A 30-year-old vegetarian female from a rural background presented after 5 days of her uneventful full-term normal vaginal delivery because of fatigability, breathlessness, and facial puffiness. Her obstetric history was G3P3A0. Her antepartum history was uneventful, and she irregularly attended antenatal checkup visits. She denied history of bleeding from anywhere in the body, blood transfusion in the past, chronic illness, or addictions. On examination, she had pallor and mild icterus. The vital parameters were stable except a tachycardia of 110 beats/min. There was a hemic murmur on the pulmonary area. Further clinical examination was not contributory. Hemogram revealed anemia, thrombocytopenia, and leukocytosis. Peripheral blood film (PBF) showed macrocytosis, nucleated red blood cell, neutrophilic leukocytosis with few immature cells, and 2% reticulocytes count. The leukocyte alkaline phosphatase (LAP) score was high [Table 1]. The liver function, renal function tests, and coagulation profile were within normal limit. The serum Vitamin B12 level was 169 pg/mL (279–996 pg/mL), and serum folic acid level was 6.1 ng/L (5.4–18.0 ng/mL). The bone marrow aspiration showed megaloblastic erythropoiesis. The blood and urinalysis were sterile. She tested negative for malaria, hepatitis B, and hepatitis C viruses. The chest X-ray, electrocardiogram, and echocardiography were normal. Ultrasonography showed bulky postpartum uterus without any significant abnormality. Treatment consisted of two unit of packed cell given on day 1, injectable methylcobalamin 1000 μg, and tablet folic acid 5 mg given daily. At the end of 7th days, the counts normalized, and the hemoglobin rose to 9.4 g/dL. At the follow-up of one fortnight, she was asymptomatic with normal hematology.{Table 1}

Leukemoid reaction (LR) refers to a reactive, excessive leukocytosis outside the bone marrow in the absence of hematological malignancy and has been described in response to inflammation, severe infection, malignancies, hemorrhage, acute hemolysis, or bone marrow stimulants. There is a significant increase in mature neutrophils in the peripheral blood and a differential count showing marked left shift.[1] The underlying mechanism for LR is attributed to increased cytokines and interleukins production.[2]

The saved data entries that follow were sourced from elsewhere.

use leptos::prelude::*;
use touchstone_core::config::SiteConfig;

const LINKS: &[(&str, &str)] = &[
    ("/#solutions", "Solutions"),
    ("/#testimonials", "Testimonials"),
    ("/#contact", "How It Works"),
];

#[component]
pub fn Nav() -> impl IntoView {
    let config = expect_context::<SiteConfig>();
    let (menu_open, set_menu_open) = signal(false);
    let close_menu = move |_| set_menu_open.set(false);

    view! {
        <nav class="nav">
            <div class="nav-inner">
                <a href="/" class="nav-brand" on:click=close_menu>
                    <div class="nav-logo">
                        <img src="/logo.svg" alt="Touchstone" />
                    </div>
                    <span class="nav-title">{config.site.name}</span>
                </a>
                <div class=move || if menu_open.get() { "nav-links open" } else { "nav-links" }>
                    {LINKS
                        .iter()
                        .map(|(href, label)| {
                            view! {
                                <a href=*href class="nav-link" on:click=close_menu>
                                    {*label}
                                </a>
                            }
                        })
                        .collect::<Vec<_>>()}
                    <a href="/contact" class="nav-cta" on:click=close_menu>
                        "Contact Us"
                    </a>
                </div>
                <button
                    class=move || if menu_open.get() { "nav-toggle active" } else { "nav-toggle" }
                    aria-label="Toggle navigation"
                    on:click=move |_| set_menu_open.update(|open| *open = !*open)
                >
                    {move || if menu_open.get() { "Close" } else { "Menu" }}
                </button>
            </div>
        </nav>
    }
}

Pregnancy is commonly associated with various hematological changes such as anemia, thrombocytopenia, coagulopathy, and leukocytosis. The leukocytes count starts to increase from 4th week of gestation and remain throughout the pregnancy. This occurs because of the physiological stress of the pregnancy and immune tolerance, immunosuppression, and immunomodulation of fetus in pregnancy which leads to inflammatory response.[3] The increase in the leukocytes count is predominantly neutrophilic because of impaired neutrophilic apoptosis in pregnancy. These neutrophils have toxic granulation in cytoplasm, immature forms, and depressed chemotaxis and phagocytic activity with increased oxidative metabolism during pregnancy. This indicates to bone marrow response to an increased drive for erythropoiesis occurring during pregnancy.[4],[5],[6] During throughout of pregnancy, circulating levels of C-reactive protein, granulocyte macrophage colony-stimulating factor, and lactoferrin are found to be increased and their level tends to settle down after the puerperium.[2] LR in puerperium with megaloblastic anemia is rarely reported.[7],[8]

Our case of megaloblastic anemia, presenting in the puerperium, was associated with LR. The total and differential leukocytes counts gradually returned to normal while the folic acid and Vitamin B12 therapy were given. The possible etiology for megaloblastic anemia in our case might be due to dietary deficiency of Vitamin B12 and folic acid in pregnancy. Folic acid requirement is increases, and absorption is decreases during pregnancy. The LR in the puerperium is might be due to outpouring of various stress hormones, steroid hormone, and cytokines secondary to excessive stress and inflammation during delivery. Therefore, a proper septic workup, a good PBF examination, and LAP score should be done to look for the cause of excessive leukocytes count of the puerperium.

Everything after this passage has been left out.